2016’s The Standards for Educational and Psychological Testing say that that validity is “the most fundamental consideration in developing tests and evaluating tests.” This is the second sentence of the first chapter of that book. The 1999 edition said the same thing, without repeating the word “tests.” The 1985 edition agreed, but back then it was the first sentence.
Validity is the alpha and the omega. it is everything.
So, where does that leave reliablity?
The Cliché
Last week, I ran through the cliché explanation of reliability of validity with the metaphor of a target. My rude punchline was that psychometrics — being concerned with metrics (i.e., numbers) — has nothing to offer us about validity.
Because psychometrics has no way to think about validity, it doesn’t have a target at all. Rather, it just looks at how tightly clustered the hits are.
(I know about internal structure and convergent/discriminant evidence. Those are still about reliably. The latter is about reliability with other measures, but it begs the question of whether the other measures are valid. Yes, correlation with various outcomes might offer something, but that a topic for its own post.)
Generally, psychometrics has no theory, idea or vision of validity, so it raises reliability to be the more important consideration. But reliability is not the alpha and omega. It is a false god.
The Psychometric Defense
The smartest explanation for the importance of reliability that I have ever heard is that it is the upper bound or upper limit on validity. That is, in language of the cliché, you cannot hit the bullseye consistently if you cannot be consistent. You cannot hit anything consistently if you cannot be consistent.
My basic response to that is that I do not care how consistent you are if you are not near the target.
So, here’s the real question: which is better?
I acknowledge that they are both pretty damn lousy. But those who prize reliability would prefer Figure D because it is — at least — reliable. I look at Figure D and am quite sure that does not measure anything that I care about. It’s not noisy; it is just wrong.
Figure C is noisy. There are real problems. It is a lousy and unreliably measure. But at least there is some signal of what I am looking for in that noise. Sure, the confidence intervals are huge, but there is information of value in there.
Putting it in very concrete terms: I do not need another test of socioeconomic status. No one needs another test of socioeconomic status.
The Problem of Prioritizing Reliability as the Upper Bound on Validity
From what I have seen and read, the idea that reliability is the upper bound on validity has morphed into the idea that we increase validity by increasing reliability. And therefore, we can stop worrying about increasing validity because we can just focus on increasing reliability.
There are people who confuse reliability and validity. There are people who say “reliability” when they clearly ought to mean validity, but the difference is simply not important enough to them to realize that they have made a mistake.
When the means becomes the ends, what had been valuable actually comes the obstacle.
Concerns with Reliability as Obstacle to Validity
There are many causes for the quality problems with our big standardized tests.
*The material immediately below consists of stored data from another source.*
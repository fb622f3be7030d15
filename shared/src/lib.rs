use chrono::NaiveDate;
use serde::{Deserialize, Serialize};

pub mod protocol;

// =========================================================
// 常量定义 (Constants)
// =========================================================

pub const DEFAULT_API_URL: &str = "http://localhost:3000/api";
pub const TOKEN_STORAGE_KEY: &str = "authToken";
pub const HEADER_AUTHORIZATION: &str = "Authorization";
pub const HEADER_CONTENT_TYPE: &str = "Content-Type";
pub const CONTENT_TYPE_JSON: &str = "application/json";

const QUERY_DATE_FORMAT: &str = "%Y-%m-%d";

// =========================================================
// 请求负载 (Request Payloads)
// =========================================================

/// 客户资料，原样转发给后端
pub type ClientData = serde_json::Value;

/// 信贷资料，原样转发给后端
pub type CreditData = serde_json::Value;

/// 追加到信贷的商品，原样转发给后端
pub type ProductsData = serde_json::Value;

#[derive(Debug, Clone, Copy, PartialEq, Serialize, Deserialize)]
pub struct PaymentRequest {
    pub amount: f64,
}

#[derive(Debug, Clone, Copy, PartialEq, Eq, Serialize, Deserialize)]
#[serde(rename_all = "camelCase")]
pub struct AddInstallmentsRequest {
    pub additional_installments: u32,
}

/// 已完成销售报表的查询区间
///
/// 两端都可省略，省略的一端不会出现在查询字符串中。
#[derive(Debug, Clone, Copy, PartialEq, Eq, Default, Serialize, Deserialize)]
#[serde(rename_all = "camelCase")]
pub struct CompletedSalesQuery {
    #[serde(skip_serializing_if = "Option::is_none")]
    pub start_date: Option<NaiveDate>,
    #[serde(skip_serializing_if = "Option::is_none")]
    pub end_date: Option<NaiveDate>,
}

impl CompletedSalesQuery {
    pub fn between(start_date: NaiveDate, end_date: NaiveDate) -> Self {
        Self {
            start_date: Some(start_date),
            end_date: Some(end_date),
        }
    }

    /// 转换为查询参数键值对
    pub fn to_query_pairs(&self) -> Vec<(String, String)> {
        [("startDate", self.start_date), ("endDate", self.end_date)]
            .into_iter()
            .filter_map(|(key, date)| {
                date.map(|d| (key.to_string(), d.format(QUERY_DATE_FORMAT).to_string()))
            })
            .collect()
    }
}

#[cfg(test)]
mod tests {
    use super::*;
    use serde_json::json;

    #[test]
    fn installments_use_camel_case_on_the_wire() {
        let body = serde_json::to_value(AddInstallmentsRequest {
            additional_installments: 3,
        })
        .unwrap();
        assert_eq!(body, json!({ "additionalInstallments": 3 }));
    }

    #[test]
    fn sales_query_emits_iso_dates() {
        let query = CompletedSalesQuery::between(
            NaiveDate::from_ymd_opt(2024, 1, 1).unwrap(),
            NaiveDate::from_ymd_opt(2024, 1, 31).unwrap(),
        );
        assert_eq!(
            query.to_query_pairs(),
            vec![
                ("startDate".to_string(), "2024-01-01".to_string()),
                ("endDate".to_string(), "2024-01-31".to_string()),
            ]
        );
    }

    #[test]
    fn sales_query_skips_missing_bounds() {
        let query = CompletedSalesQuery {
            start_date: None,
            end_date: NaiveDate::from_ymd_opt(2024, 6, 30),
        };
        assert_eq!(
            query.to_query_pairs(),
            vec![("endDate".to_string(), "2024-06-30".to_string())]
        );
        assert!(CompletedSalesQuery::default().to_query_pairs().is_empty());
    }
}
In my view, the greatest problem is that we are stuck in a vicious cycle in which perceptions by educators and the public of low quality (i.e., lack of validity) limit willingness to spend money for testing and to devote student time to testing. This harms the quality of our tests and…well…repeat.
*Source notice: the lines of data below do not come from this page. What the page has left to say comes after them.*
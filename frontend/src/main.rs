use credidesk_frontend::App;
use leptos::prelude::*;
use tracing_subscriber::filter::LevelFilter;
use tracing_subscriber::prelude::*;
use tracing_web::MakeWebConsoleWriter;

// 使用 lol_alloc 作为全局分配器以减小 WASM 体积
#[cfg(target_arch = "wasm32")]
use lol_alloc::{AssumeSingleThreaded, FreeListAllocator};

#[cfg(target_arch = "wasm32")]
#[global_allocator]
static ALLOCATOR: AssumeSingleThreaded<FreeListAllocator> =
    unsafe { AssumeSingleThreaded::new(FreeListAllocator::new()) };

/// 将核心库的 tracing 事件输出到浏览器控制台
///
/// 浏览器没有系统时钟可用，因此不带时间戳。
fn init_tracing() {
    let level = if cfg!(debug_assertions) {
        LevelFilter::DEBUG
    } else {
        LevelFilter::INFO
    };

    let console = tracing_subscriber::fmt::layer()
        .with_ansi(false)
        .without_time()
        .with_writer(MakeWebConsoleWriter::new());

    let _ = tracing_subscriber::registry()
        .with(console)
        .with(level)
        .try_init();
}

pub fn main() {
    console_error_panic_hook::set_once();
    init_tracing();
    mount_to_body(App);
}

#[cfg(test)]
mod tests {
    use super::*;

    #[test]
    fn tracing_is_installed_once() {
        init_tracing();
        assert_eq!(LevelFilter::current(), LevelFilter::DEBUG);

        init_tracing();
        assert_eq!(LevelFilter::current(), LevelFilter::DEBUG);
    }
}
But this is not the only problem.
The problem is that those who look to reliability as the most important consideration see moving from Figure F to Figure G as an improvement, and see moving from Figure F to Figure E as a decline. Many are always unwilling to give up reliability in order gain in validity.
There are item types that constraint reliability, ether because they take so much resources that tests must rely on fewer item or because they cannot be scores as reliably. And those item types are incredibly disfavored. Items types that simply cannot get to real cognition behind standards are not disfavored. Instead, we get highly reliable items that too often fall short of the actual targeted cognition.
How Does This Keep Happening?
Psyshometricians — with their emphasis on reliability — are high status. They have graduate degrees in measurement — perhaps even PhDs. Content development professionals (CDPs) are merely former teachers, with a ll the low status that that carries.
This status difference often prevents from even being at the table, and when they are at the table they are often overruled. When they are not overruled, they are often intimidated into relenting.
And so, psychometric concerns drive assessment development far far far more than questions about whether items actually measure what they are purported to measure.
Which clearly, in my view, violates the Standards.